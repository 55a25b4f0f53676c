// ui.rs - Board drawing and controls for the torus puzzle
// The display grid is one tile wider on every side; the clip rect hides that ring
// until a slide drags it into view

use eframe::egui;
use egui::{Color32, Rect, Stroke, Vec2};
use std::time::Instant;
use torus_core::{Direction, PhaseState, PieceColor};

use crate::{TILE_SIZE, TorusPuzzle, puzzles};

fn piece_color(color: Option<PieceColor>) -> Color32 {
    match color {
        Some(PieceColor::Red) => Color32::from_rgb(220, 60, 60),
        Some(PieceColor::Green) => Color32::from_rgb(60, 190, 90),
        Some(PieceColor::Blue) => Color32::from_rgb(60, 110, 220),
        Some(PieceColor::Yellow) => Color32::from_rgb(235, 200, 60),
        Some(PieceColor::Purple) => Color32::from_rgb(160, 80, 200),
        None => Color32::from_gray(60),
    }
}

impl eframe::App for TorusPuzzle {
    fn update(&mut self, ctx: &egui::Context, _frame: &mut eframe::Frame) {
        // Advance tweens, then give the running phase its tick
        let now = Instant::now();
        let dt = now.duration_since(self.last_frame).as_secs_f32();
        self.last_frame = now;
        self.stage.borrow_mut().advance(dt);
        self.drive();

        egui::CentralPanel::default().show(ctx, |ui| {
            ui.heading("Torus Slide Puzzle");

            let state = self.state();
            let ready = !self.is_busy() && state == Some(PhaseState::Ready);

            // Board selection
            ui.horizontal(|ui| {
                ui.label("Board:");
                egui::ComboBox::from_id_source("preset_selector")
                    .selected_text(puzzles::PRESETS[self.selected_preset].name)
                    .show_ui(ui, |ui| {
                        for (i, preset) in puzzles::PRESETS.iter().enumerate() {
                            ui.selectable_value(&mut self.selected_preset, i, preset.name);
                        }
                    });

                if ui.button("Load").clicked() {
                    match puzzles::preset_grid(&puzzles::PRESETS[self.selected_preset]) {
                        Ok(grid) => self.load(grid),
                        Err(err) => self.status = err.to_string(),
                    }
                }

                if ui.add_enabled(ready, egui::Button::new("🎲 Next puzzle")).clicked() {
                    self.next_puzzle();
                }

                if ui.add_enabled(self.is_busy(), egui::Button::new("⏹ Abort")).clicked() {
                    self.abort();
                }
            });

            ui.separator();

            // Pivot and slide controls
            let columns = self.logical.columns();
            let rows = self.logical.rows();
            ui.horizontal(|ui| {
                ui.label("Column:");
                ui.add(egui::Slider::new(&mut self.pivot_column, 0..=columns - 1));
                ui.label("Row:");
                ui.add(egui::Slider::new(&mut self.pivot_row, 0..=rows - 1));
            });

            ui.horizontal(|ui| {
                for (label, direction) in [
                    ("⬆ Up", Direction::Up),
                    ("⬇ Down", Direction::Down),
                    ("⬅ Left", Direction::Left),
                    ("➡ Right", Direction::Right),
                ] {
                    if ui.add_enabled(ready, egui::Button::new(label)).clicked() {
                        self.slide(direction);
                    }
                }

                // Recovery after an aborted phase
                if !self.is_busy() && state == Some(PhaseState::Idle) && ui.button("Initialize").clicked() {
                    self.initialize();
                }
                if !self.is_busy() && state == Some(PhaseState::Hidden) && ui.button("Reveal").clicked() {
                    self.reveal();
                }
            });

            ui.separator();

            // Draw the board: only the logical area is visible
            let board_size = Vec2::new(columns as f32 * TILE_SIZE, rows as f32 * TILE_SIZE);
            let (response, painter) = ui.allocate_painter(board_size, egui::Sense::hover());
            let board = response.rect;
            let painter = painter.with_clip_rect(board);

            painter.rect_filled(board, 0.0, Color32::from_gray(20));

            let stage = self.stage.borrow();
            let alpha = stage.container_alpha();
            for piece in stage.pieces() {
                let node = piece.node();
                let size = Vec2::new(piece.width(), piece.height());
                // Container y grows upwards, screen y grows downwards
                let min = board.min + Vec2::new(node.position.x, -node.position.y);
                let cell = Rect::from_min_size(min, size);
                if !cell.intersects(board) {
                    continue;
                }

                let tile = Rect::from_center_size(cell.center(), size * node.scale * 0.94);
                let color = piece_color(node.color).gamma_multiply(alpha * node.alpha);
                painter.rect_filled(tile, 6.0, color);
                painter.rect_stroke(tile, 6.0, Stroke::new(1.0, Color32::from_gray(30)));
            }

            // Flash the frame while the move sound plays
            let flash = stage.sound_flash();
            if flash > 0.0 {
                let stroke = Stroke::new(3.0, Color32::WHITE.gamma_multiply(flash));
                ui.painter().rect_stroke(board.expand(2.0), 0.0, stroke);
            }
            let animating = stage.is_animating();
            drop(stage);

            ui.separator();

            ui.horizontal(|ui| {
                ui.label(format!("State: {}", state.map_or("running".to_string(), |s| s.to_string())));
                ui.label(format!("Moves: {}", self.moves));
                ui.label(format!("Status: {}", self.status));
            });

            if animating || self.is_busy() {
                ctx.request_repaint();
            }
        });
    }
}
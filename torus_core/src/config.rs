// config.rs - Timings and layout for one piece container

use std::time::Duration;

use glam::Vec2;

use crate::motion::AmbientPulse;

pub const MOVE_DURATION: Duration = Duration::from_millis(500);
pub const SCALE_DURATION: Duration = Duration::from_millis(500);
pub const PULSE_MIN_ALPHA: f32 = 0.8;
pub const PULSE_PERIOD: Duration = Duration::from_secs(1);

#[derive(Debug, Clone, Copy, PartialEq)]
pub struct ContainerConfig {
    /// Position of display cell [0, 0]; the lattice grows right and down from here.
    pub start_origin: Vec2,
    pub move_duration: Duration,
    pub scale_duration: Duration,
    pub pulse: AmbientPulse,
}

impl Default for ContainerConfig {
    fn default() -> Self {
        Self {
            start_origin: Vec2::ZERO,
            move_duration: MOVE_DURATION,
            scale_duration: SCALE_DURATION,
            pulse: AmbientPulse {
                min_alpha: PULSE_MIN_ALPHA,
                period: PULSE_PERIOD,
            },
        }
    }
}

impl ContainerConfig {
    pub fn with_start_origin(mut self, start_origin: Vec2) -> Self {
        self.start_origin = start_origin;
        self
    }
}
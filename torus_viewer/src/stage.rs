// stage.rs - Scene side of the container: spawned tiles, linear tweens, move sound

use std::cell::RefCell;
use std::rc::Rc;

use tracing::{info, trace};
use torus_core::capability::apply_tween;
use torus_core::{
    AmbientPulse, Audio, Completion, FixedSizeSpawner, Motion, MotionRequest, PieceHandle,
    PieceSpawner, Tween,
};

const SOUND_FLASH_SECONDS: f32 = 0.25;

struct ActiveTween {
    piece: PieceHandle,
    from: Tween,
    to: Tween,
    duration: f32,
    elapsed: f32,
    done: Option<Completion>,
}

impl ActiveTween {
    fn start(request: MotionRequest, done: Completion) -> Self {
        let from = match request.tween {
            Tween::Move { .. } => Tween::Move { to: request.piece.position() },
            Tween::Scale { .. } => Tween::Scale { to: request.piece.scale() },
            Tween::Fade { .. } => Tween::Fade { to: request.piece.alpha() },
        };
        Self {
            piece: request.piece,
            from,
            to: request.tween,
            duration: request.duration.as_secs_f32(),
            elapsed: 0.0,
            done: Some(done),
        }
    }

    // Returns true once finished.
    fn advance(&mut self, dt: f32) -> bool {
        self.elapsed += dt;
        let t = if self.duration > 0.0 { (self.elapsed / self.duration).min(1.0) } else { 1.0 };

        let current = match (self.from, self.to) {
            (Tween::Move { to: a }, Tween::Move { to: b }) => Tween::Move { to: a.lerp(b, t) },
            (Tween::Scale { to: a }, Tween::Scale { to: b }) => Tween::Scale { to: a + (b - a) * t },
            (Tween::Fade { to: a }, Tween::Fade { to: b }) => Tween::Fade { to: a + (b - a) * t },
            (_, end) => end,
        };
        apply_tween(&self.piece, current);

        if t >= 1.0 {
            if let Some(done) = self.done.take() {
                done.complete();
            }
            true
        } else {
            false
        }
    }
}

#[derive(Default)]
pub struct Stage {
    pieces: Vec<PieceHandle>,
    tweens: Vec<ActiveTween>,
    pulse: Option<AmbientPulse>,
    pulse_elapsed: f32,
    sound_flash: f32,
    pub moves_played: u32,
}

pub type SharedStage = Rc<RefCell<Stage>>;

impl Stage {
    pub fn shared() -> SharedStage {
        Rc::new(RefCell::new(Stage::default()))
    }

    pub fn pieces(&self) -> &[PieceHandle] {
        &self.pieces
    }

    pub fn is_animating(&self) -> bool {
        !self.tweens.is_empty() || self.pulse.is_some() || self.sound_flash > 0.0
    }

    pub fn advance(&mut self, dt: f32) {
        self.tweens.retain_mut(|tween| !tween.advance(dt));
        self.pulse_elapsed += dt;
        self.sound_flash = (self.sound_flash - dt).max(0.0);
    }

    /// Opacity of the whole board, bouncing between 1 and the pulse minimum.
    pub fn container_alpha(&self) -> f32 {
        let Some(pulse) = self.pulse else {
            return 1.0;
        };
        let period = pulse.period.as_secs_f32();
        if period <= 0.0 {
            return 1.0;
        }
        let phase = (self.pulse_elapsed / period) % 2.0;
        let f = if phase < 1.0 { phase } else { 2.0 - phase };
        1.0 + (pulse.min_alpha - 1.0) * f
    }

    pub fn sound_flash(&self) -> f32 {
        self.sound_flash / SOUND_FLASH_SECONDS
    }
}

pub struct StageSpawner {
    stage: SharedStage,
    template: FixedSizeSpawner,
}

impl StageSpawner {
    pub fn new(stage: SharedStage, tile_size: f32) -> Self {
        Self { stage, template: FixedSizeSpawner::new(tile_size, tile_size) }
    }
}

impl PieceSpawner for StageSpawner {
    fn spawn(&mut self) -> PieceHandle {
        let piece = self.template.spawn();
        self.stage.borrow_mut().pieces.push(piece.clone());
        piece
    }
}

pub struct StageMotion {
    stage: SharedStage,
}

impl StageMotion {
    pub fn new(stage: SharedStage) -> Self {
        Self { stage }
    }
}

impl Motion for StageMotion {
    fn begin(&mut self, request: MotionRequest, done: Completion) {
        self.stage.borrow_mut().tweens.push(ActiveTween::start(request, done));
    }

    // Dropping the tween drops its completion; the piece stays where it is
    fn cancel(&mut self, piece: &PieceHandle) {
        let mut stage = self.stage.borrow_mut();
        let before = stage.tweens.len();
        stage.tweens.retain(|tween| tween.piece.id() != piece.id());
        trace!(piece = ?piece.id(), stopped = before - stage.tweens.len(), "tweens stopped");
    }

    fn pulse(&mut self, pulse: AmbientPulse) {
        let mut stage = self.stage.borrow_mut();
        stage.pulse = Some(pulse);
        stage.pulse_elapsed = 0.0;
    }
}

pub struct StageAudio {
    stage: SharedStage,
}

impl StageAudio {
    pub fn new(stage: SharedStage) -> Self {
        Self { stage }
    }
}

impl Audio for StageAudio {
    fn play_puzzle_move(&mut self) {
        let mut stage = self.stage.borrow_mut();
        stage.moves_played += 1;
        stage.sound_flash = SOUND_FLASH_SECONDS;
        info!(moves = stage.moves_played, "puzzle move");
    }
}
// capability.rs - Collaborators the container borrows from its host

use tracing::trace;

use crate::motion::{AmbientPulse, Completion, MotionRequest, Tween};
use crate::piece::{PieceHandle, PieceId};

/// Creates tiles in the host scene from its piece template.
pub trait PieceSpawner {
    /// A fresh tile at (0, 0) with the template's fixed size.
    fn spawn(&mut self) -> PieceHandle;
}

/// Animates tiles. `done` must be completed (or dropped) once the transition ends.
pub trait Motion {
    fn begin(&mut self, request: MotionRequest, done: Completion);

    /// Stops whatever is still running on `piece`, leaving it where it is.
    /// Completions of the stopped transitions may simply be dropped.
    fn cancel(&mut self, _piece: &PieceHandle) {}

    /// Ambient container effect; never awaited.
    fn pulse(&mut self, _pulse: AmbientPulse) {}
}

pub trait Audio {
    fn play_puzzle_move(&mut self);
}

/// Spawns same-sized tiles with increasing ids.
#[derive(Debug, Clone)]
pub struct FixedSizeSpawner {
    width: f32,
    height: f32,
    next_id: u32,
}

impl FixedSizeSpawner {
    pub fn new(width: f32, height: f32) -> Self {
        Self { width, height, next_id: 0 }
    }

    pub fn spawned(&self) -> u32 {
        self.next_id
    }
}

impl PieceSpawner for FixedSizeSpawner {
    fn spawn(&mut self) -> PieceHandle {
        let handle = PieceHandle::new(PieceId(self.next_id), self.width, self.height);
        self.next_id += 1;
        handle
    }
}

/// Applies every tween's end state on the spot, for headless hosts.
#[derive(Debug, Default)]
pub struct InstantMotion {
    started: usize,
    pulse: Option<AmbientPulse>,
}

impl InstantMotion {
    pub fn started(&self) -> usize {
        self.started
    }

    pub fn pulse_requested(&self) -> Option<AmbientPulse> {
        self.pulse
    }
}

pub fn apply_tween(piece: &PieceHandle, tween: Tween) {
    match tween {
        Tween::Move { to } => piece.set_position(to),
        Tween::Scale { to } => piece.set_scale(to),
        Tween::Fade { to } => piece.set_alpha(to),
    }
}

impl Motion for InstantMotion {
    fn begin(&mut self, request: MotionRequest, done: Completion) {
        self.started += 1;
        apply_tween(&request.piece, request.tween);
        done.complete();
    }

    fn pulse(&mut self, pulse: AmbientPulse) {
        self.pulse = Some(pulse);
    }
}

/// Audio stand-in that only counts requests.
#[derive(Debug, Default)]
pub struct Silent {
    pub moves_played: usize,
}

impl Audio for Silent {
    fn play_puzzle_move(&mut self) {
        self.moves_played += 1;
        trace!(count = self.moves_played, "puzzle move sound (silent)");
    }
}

* PROBLEM DESCRIPTION *
Copy out all lines of the material above in which "const" occurs.

* EXPECTED ANSWER *
pub const MOVE_DURATION: Duration = Duration::from_millis(500);
pub const SCALE_DURATION: Duration = Duration::from_millis(500);
pub const PULSE_MIN_ALPHA: f32 = 0.8;
pub const PULSE_PERIOD: Duration = Duration::from_secs(1);
const SOUND_FLASH_SECONDS: f32 = 0.25;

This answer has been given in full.